EXERCISE DATA START
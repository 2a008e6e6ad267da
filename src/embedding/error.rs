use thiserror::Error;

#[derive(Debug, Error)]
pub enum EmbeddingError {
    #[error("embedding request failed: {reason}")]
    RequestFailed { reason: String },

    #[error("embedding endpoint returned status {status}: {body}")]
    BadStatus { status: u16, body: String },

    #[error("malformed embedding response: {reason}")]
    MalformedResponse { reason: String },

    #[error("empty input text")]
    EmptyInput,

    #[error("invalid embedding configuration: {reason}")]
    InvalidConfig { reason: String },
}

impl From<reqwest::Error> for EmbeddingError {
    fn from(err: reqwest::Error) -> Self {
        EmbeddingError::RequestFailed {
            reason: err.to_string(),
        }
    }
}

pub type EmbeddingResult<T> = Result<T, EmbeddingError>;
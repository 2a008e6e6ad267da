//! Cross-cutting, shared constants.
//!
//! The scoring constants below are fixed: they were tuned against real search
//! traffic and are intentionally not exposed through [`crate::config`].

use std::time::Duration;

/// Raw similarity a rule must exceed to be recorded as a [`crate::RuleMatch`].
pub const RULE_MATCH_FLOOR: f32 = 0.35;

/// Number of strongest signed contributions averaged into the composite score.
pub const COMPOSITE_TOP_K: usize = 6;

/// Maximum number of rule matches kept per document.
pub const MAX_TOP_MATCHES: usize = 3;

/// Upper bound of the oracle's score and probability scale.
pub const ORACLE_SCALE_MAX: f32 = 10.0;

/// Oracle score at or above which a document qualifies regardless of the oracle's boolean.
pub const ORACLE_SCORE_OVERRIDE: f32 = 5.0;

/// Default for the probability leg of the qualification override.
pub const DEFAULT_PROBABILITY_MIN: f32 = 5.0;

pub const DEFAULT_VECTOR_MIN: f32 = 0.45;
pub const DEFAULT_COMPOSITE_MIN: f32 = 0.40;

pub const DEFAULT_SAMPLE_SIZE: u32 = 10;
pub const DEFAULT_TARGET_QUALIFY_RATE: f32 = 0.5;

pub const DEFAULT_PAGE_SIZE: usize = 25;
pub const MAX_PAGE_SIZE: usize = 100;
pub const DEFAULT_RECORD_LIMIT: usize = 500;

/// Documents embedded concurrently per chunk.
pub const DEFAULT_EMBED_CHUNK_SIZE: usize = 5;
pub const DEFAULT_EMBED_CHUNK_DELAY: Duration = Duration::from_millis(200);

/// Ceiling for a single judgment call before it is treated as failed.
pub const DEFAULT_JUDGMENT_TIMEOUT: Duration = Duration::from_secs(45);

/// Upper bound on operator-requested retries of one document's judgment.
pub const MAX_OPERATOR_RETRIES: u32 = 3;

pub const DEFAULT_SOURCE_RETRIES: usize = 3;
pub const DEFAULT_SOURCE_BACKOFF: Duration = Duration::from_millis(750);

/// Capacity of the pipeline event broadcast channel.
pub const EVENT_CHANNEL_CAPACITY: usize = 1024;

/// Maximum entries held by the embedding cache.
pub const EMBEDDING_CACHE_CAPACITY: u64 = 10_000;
EXERCISE DATA END
EXERCISE DATA START
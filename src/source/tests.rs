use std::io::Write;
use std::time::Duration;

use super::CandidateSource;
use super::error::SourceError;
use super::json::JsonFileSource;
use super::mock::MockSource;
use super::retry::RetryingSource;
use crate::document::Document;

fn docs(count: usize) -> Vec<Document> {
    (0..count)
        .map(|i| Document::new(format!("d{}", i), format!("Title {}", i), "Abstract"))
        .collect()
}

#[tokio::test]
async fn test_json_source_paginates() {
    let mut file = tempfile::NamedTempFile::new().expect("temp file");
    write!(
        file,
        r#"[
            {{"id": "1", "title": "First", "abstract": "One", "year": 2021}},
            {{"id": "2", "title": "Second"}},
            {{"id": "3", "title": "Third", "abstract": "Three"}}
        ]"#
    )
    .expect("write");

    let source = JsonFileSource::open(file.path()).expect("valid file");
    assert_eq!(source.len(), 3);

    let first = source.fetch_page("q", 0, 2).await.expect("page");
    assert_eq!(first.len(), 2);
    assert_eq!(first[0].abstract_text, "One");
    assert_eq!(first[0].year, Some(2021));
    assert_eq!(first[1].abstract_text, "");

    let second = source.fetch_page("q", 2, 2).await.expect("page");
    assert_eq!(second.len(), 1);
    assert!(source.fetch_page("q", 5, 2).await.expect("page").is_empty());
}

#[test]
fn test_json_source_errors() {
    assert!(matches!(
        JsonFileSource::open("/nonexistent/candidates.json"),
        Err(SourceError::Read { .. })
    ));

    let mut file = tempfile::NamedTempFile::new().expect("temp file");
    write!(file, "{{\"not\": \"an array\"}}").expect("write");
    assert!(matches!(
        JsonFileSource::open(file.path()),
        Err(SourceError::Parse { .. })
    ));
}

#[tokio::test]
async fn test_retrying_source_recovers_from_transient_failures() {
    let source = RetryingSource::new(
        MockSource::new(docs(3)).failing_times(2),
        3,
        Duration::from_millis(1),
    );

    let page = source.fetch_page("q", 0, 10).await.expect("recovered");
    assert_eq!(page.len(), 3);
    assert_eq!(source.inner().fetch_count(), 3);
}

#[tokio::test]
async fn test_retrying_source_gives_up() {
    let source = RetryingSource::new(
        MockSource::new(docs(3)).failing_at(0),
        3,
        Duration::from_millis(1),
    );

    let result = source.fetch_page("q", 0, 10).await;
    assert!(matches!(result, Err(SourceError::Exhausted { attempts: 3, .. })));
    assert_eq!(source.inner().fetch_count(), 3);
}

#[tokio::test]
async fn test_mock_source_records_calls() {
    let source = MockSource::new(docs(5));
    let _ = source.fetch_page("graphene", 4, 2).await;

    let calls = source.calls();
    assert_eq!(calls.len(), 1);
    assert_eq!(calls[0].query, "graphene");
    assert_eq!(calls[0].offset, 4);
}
EXERCISE DATA END
EXERCISE DATA START
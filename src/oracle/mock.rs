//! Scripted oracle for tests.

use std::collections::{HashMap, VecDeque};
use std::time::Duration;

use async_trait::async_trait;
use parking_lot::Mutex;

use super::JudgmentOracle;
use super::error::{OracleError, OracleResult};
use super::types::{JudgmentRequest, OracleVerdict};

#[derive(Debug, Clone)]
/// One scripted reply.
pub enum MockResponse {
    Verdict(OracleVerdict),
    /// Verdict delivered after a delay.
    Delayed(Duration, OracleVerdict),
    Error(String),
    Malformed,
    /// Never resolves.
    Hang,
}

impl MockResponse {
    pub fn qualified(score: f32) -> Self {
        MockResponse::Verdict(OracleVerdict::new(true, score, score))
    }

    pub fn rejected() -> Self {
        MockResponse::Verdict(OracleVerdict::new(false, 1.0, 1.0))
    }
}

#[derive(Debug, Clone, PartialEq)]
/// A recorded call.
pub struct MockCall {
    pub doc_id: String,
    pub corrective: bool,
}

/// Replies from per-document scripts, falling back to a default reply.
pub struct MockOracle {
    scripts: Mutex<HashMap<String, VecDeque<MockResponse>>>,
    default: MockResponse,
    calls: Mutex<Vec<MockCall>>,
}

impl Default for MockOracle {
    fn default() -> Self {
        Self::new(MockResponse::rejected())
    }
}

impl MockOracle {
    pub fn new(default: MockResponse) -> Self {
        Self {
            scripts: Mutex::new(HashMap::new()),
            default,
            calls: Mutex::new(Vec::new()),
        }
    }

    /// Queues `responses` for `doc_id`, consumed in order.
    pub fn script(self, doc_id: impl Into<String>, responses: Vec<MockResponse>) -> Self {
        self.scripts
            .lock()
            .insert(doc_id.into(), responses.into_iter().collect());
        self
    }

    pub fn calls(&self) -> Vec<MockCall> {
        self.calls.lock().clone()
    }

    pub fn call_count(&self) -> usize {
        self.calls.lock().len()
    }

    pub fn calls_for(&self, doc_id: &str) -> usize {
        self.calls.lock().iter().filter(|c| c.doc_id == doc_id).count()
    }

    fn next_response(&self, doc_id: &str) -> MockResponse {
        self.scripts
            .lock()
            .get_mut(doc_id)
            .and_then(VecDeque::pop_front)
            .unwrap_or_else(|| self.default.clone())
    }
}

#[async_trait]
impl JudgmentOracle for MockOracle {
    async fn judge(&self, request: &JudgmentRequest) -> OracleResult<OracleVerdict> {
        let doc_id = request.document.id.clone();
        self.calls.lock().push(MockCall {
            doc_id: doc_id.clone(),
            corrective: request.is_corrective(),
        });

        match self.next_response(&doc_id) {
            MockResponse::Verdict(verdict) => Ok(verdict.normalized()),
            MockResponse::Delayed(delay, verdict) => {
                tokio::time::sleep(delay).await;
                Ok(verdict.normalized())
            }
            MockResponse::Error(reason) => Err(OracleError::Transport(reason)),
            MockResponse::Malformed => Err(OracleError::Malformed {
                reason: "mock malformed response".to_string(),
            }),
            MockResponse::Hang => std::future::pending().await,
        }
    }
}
EXERCISE DATA END
* EXERCISE DETAILS:
Send back an exact copy of only the lines from the line with "pub const EVENT_CHANNEL_CAPACITY: usize" up to and including the line with "pub const EMBEDDING_CACHE_CAPACITY: u64" in the data above.

* RESULT OF THIS EXERCISE:
pub const EVENT_CHANNEL_CAPACITY: usize = 1024;

/// Maximum entries held by the embedding cache.
pub const EMBEDDING_CACHE_CAPACITY: u64 = 10_000;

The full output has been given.